BEGIN

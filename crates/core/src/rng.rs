//! RNG module - buffered random grid coordinates
//!
//! Provides a small LCG and the position generator the spawner samples from.
//! Runs are seeded from the wall clock; tests pass explicit seeds.

use std::time::{SystemTime, UNIX_EPOCH};

/// Simple LCG (Linear Congruential Generator) RNG
/// Uses constants from Numerical Recipes
#[derive(Debug, Clone)]
pub struct SimpleRng {
    state: u32,
}

impl SimpleRng {
    /// Create a new RNG with the given seed
    pub fn new(seed: u32) -> Self {
        // Avoid 0 seed which would produce all zeros
        let state = if seed == 0 { 1 } else { seed };
        Self { state }
    }

    /// Generate next random u32
    pub fn next_u32(&mut self) -> u32 {
        // LCG formula: (a * state + c) mod m
        // Using Numerical Recipes constants: a=1664525, c=1013904223, m=2^32
        self.state = self.state.wrapping_mul(1664525).wrapping_add(1013904223);
        self.state
    }

    /// Generate random value in range [0, max)
    ///
    /// Scales by the high bits; the low bits of an LCG cycle with short periods.
    pub fn next_range(&mut self, max: u32) -> u32 {
        if max == 0 {
            return 0;
        }
        ((self.next_u32() as u64 * max as u64) >> 32) as u32
    }

    /// Uniform coordinate in `[buffer, limit - buffer)`
    ///
    /// Purely a bounded sample: callers re-invoke until the coordinate satisfies
    /// their placement constraints. An empty span yields `buffer`.
    pub fn position(&mut self, buffer: i32, limit: i32) -> i32 {
        let span = (limit - 2 * buffer).max(0) as u32;
        buffer + self.next_range(span) as i32
    }
}

impl Default for SimpleRng {
    fn default() -> Self {
        Self::new(1)
    }
}

/// Wall-clock seed: seconds mixed with sub-second nanos.
pub fn clock_seed() -> u32 {
    let now = SystemTime::now()
        .duration_since(UNIX_EPOCH)
        .unwrap_or_default();
    (now.as_secs() as u32) ^ now.subsec_nanos().rotate_left(16)
}
//! Game loop engine.
//!
//! Orchestrates a run against three collaborators: a [`Renderer`], an
//! [`InputSource`] and a [`Pacer`]. The simulation itself lives in `core`;
//! the terminal implementations live in `term` and `input`.

pub mod game_loop;
pub mod ports;

pub use robo_rescue_core as core;
pub use robo_rescue_types as types;

pub use game_loop::{GameLoop, RunOutcome};
pub use ports::{InputSource, Pacer, Renderer, ThreadPacer};
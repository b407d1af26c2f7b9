//! Key mapping from terminal events to avatar headings.

use crate::types::Direction;
use crossterm::event::{KeyCode, KeyEvent, KeyModifiers};

/// Map a key to the heading it selects, if any.
pub fn direction_for_key(key: KeyEvent) -> Option<Direction> {
    match key.code {
        KeyCode::Left
        | KeyCode::Char('h')
        | KeyCode::Char('H')
        | KeyCode::Char('a')
        | KeyCode::Char('A') => Some(Direction::Left),
        KeyCode::Right
        | KeyCode::Char('l')
        | KeyCode::Char('L')
        | KeyCode::Char('d')
        | KeyCode::Char('D') => Some(Direction::Right),
        KeyCode::Up
        | KeyCode::Char('k')
        | KeyCode::Char('K')
        | KeyCode::Char('w')
        | KeyCode::Char('W') => Some(Direction::Up),
        KeyCode::Down
        | KeyCode::Char('j')
        | KeyCode::Char('J')
        | KeyCode::Char('s')
        | KeyCode::Char('S') => Some(Direction::Down),
        _ => None,
    }
}

/// Check if key should quit the game.
pub fn should_quit(key: KeyEvent) -> bool {
    matches!(key.code, KeyCode::Char('q') | KeyCode::Char('Q'))
        || (key.code == KeyCode::Char('c') && key.modifiers.contains(KeyModifiers::CONTROL))
}
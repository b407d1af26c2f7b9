//! TerminalBackend: flushes framebuffers to the real terminal.
//!
//! The first frame (and any frame after a size change) is a full redraw.
//! Later frames only rewrite the runs of cells that changed.

use std::io::{self, Write};

use anyhow::Result;

use crossterm::{
    cursor,
    style::{
        Attribute, Color, Print, ResetColor, SetAttribute, SetBackgroundColor, SetForegroundColor,
    },
    terminal, QueueableCommand,
};

use crate::fb::{CellStyle, FrameBuffer, Rgb};

pub struct TerminalBackend {
    stdout: io::Stdout,
    last: Option<FrameBuffer>,
    buf: Vec<u8>,
}

impl TerminalBackend {
    pub fn new() -> Self {
        Self {
            stdout: io::stdout(),
            last: None,
            buf: Vec::with_capacity(64 * 1024),
        }
    }

    /// Raw mode, alternate screen, hidden cursor.
    pub fn enter(&mut self) -> Result<()> {
        terminal::enable_raw_mode()?;
        self.buf.clear();
        self.buf.queue(terminal::EnterAlternateScreen)?;
        self.buf.queue(cursor::Hide)?;
        self.buf.queue(terminal::DisableLineWrap)?;
        self.flush_buf()
    }

    /// Undo [`TerminalBackend::enter`].
    pub fn exit(&mut self) -> Result<()> {
        self.buf.clear();
        self.buf.queue(ResetColor)?;
        self.buf.queue(SetAttribute(Attribute::Reset))?;
        self.buf.queue(terminal::EnableLineWrap)?;
        self.buf.queue(cursor::Show)?;
        self.buf.queue(terminal::LeaveAlternateScreen)?;
        self.flush_buf()?;
        terminal::disable_raw_mode()?;
        Ok(())
    }

    /// Current terminal size `(columns, rows)`
    pub fn size(&self) -> Result<(u16, u16)> {
        Ok(terminal::size()?)
    }

    /// Flush `fb`, diffing against the previously flushed frame.
    pub fn flush_frame(&mut self, fb: &FrameBuffer) -> Result<()> {
        self.buf.clear();
        match &self.last {
            Some(prev) if prev.width() == fb.width() && prev.height() == fb.height() => {
                encode_diff_into(prev, fb, &mut self.buf)?;
            }
            _ => encode_full_into(fb, &mut self.buf)?,
        }
        self.flush_buf()?;

        match &mut self.last {
            Some(prev) => prev.clone_from(fb),
            None => self.last = Some(fb.clone()),
        }
        Ok(())
    }

    fn flush_buf(&mut self) -> Result<()> {
        self.stdout.write_all(&self.buf)?;
        self.stdout.flush()?;
        Ok(())
    }
}

impl Default for TerminalBackend {
    fn default() -> Self {
        Self::new()
    }
}

/// Encode a full-frame redraw into `out`.
pub fn encode_full_into(fb: &FrameBuffer, out: &mut Vec<u8>) -> Result<()> {
    out.queue(terminal::Clear(terminal::ClearType::All))?;
    out.queue(cursor::MoveTo(0, 0))?;

    let mut current_style: Option<CellStyle> = None;
    for y in 0..fb.height() {
        out.queue(cursor::MoveTo(0, y))?;
        for x in 0..fb.width() {
            let cell = fb.get(x, y).unwrap_or_default();
            if current_style != Some(cell.style) {
                apply_style_into(out, cell.style)?;
                current_style = Some(cell.style);
            }
            out.queue(Print(cell.ch))?;
        }
    }

    out.queue(ResetColor)?;
    out.queue(SetAttribute(Attribute::Reset))?;
    Ok(())
}

/// Encode only the changed runs between two equally sized frames into `out`.
pub fn encode_diff_into(prev: &FrameBuffer, next: &FrameBuffer, out: &mut Vec<u8>) -> Result<()> {
    let mut current_style: Option<CellStyle> = None;

    for (x, y, len) in changed_runs(prev, next) {
        out.queue(cursor::MoveTo(x, y))?;
        for dx in 0..len {
            let cell = next.get(x + dx, y).unwrap_or_default();
            if current_style != Some(cell.style) {
                apply_style_into(out, cell.style)?;
                current_style = Some(cell.style);
            }
            out.queue(Print(cell.ch))?;
        }
    }

    out.queue(ResetColor)?;
    out.queue(SetAttribute(Attribute::Reset))?;
    Ok(())
}

fn apply_style_into(out: &mut Vec<u8>, style: CellStyle) -> Result<()> {
    out.queue(SetForegroundColor(rgb_to_color(style.fg)))?;
    out.queue(SetBackgroundColor(rgb_to_color(style.bg)))?;
    out.queue(SetAttribute(Attribute::Reset))?;
    if style.bold {
        out.queue(SetAttribute(Attribute::Bold))?;
    }
    if style.blink {
        out.queue(SetAttribute(Attribute::SlowBlink))?;
    }
    Ok(())
}

fn rgb_to_color(rgb: Rgb) -> Color {
    Color::Rgb {
        r: rgb.r,
        g: rgb.g,
        b: rgb.b,
    }
}

/// Runs `(x, y, len)` of cells that differ, row by row.
fn changed_runs<'a>(
    prev: &'a FrameBuffer,
    next: &'a FrameBuffer,
) -> impl Iterator<Item = (u16, u16, u16)> + 'a {
    let w = next.width();
    (0..next.height()).flat_map(move |y| {
        let differs = move |x: u16| prev.get(x, y) != next.get(x, y);
        let mut x = 0u16;
        std::iter::from_fn(move || {
            while x < w && !differs(x) {
                x += 1;
            }
            if x >= w {
                return None;
            }
            let start = x;
            while x < w && differs(x) {
                x += 1;
            }
            Some((start, y, x - start))
        })
    })
}

#[cfg(test)]
mod tests {
    use super::*;
    use crate::fb::{Cell, CellStyle};

    #[test]
    fn changed_runs_coalesce_adjacent_cells() {
        let style = CellStyle::default();
        let a = FrameBuffer::new(5, 2);
        let mut b = FrameBuffer::new(5, 2);

        for x in 1..=3 {
            b.set(x, 0, Cell { ch: 'X', style });
        }
        b.set(4, 1, Cell { ch: 'Y', style });

        let runs: Vec<_> = changed_runs(&a, &b).collect();
        assert_eq!(runs, vec![(1, 0, 3), (4, 1, 1)]);
    }

    #[test]
    fn identical_frames_encode_no_cells() {
        let a = FrameBuffer::new(4, 4);
        let b = a.clone();
        assert_eq!(changed_runs(&a, &b).count(), 0);

        let mut out = Vec::new();
        encode_diff_into(&a, &b, &mut out).unwrap();
        // Only the trailing reset sequences.
        assert!(!out.is_empty());
        assert!(!out.contains(&b'X'));
    }

    #[test]
    fn full_encode_prints_every_cell() {
        let style = CellStyle::default();
        let mut fb = FrameBuffer::new(2, 1);
        fb.set(0, 0, Cell { ch: 'A', style });
        fb.set(1, 0, Cell { ch: 'B', style });

        let mut out = Vec::new();
        encode_full_into(&fb, &mut out).unwrap();
        let text = String::from_utf8_lossy(&out);
        assert!(text.contains("AB"));
    }
}
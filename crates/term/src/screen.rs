//! TerminalScreen: the terminal implementation of [`Renderer`].
//!
//! Drawing calls go into an in-memory framebuffer through [`GameView`];
//! `present` hands it to the [`TerminalBackend`], which only rewrites the
//! cells that changed since the last frame.

use std::time::Duration;

use anyhow::{Context, Result};

use crate::backend::TerminalBackend;
use crate::engine::Renderer;
use crate::fb::FrameBuffer;
use crate::game_view::GameView;
use crate::types::{Direction, Pos, ScoreTier, ALERT_FLASH_MS};

pub struct TerminalScreen {
    backend: TerminalBackend,
    view: GameView,
    fb: FrameBuffer,
}

impl TerminalScreen {
    /// Size the frame to the current terminal.
    pub fn new() -> Result<Self> {
        let backend = TerminalBackend::new();
        let (width, height) = backend.size().context("terminal size unavailable")?;
        Ok(Self {
            backend,
            view: GameView::default(),
            fb: FrameBuffer::new(width, height),
        })
    }

    /// Switch the terminal into game mode.
    pub fn enter(&mut self) -> Result<()> {
        self.backend.enter()
    }

    /// Restore the terminal.
    pub fn exit(&mut self) -> Result<()> {
        self.backend.exit()
    }
}

impl Renderer for TerminalScreen {
    fn dimensions(&self) -> Result<(u16, u16)> {
        Ok((self.fb.width(), self.fb.height()))
    }

    fn clear(&mut self) {
        self.fb.clear();
    }

    fn draw_border(&mut self) {
        self.view.draw_border(&mut self.fb);
    }

    fn draw_avatar(&mut self, pos: Pos, direction: Direction) {
        self.view.draw_avatar(&mut self.fb, pos, direction);
    }

    fn draw_danger_zones(&mut self, cells: &[Pos]) {
        self.view.draw_danger_zones(&mut self.fb, cells);
    }

    fn draw_rescue_targets(&mut self, cells: &[Pos]) {
        self.view.draw_rescue_targets(&mut self.fb, cells);
    }

    fn draw_hud(&mut self, lives: u32, score: u32, level: u32) {
        self.view.draw_hud(&mut self.fb, lives, score, level);
    }

    fn present(&mut self) -> Result<()> {
        self.backend.flush_frame(&self.fb)
    }

    fn alert(&mut self) -> Result<()> {
        self.fb.clear();
        self.view.draw_alert_border(&mut self.fb);
        self.present()?;
        std::thread::sleep(Duration::from_millis(ALERT_FLASH_MS));

        self.fb.clear();
        self.view.draw_border(&mut self.fb);
        self.present()
    }

    fn draw_start_banner(&mut self) {
        self.view.draw_start_banner(&mut self.fb);
    }

    fn draw_game_over_banner(&mut self, score: u32, tier: ScoreTier, seconds_left: u32) {
        self.view.draw_game_over_banner(&mut self.fb, score, tier, seconds_left);
    }
}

END

* Exercise description *
Would you please copy exactly the part of the entries above that begins at the line containing "to avatar headings." and ends at the line containing "KeyCode::Right", both lines included?

* Solved problem *
//! Key mapping from terminal events to avatar headings.

use crate::types::Direction;
use crossterm::event::{KeyCode, KeyEvent, KeyModifiers};

/// Map a key to the heading it selects, if any.
pub fn direction_for_key(key: KeyEvent) -> Option<Direction> {
    match key.code {
        KeyCode::Left
        | KeyCode::Char('h')
        | KeyCode::Char('H')
        | KeyCode::Char('a')
        | KeyCode::Char('A') => Some(Direction::Left),
        KeyCode::Right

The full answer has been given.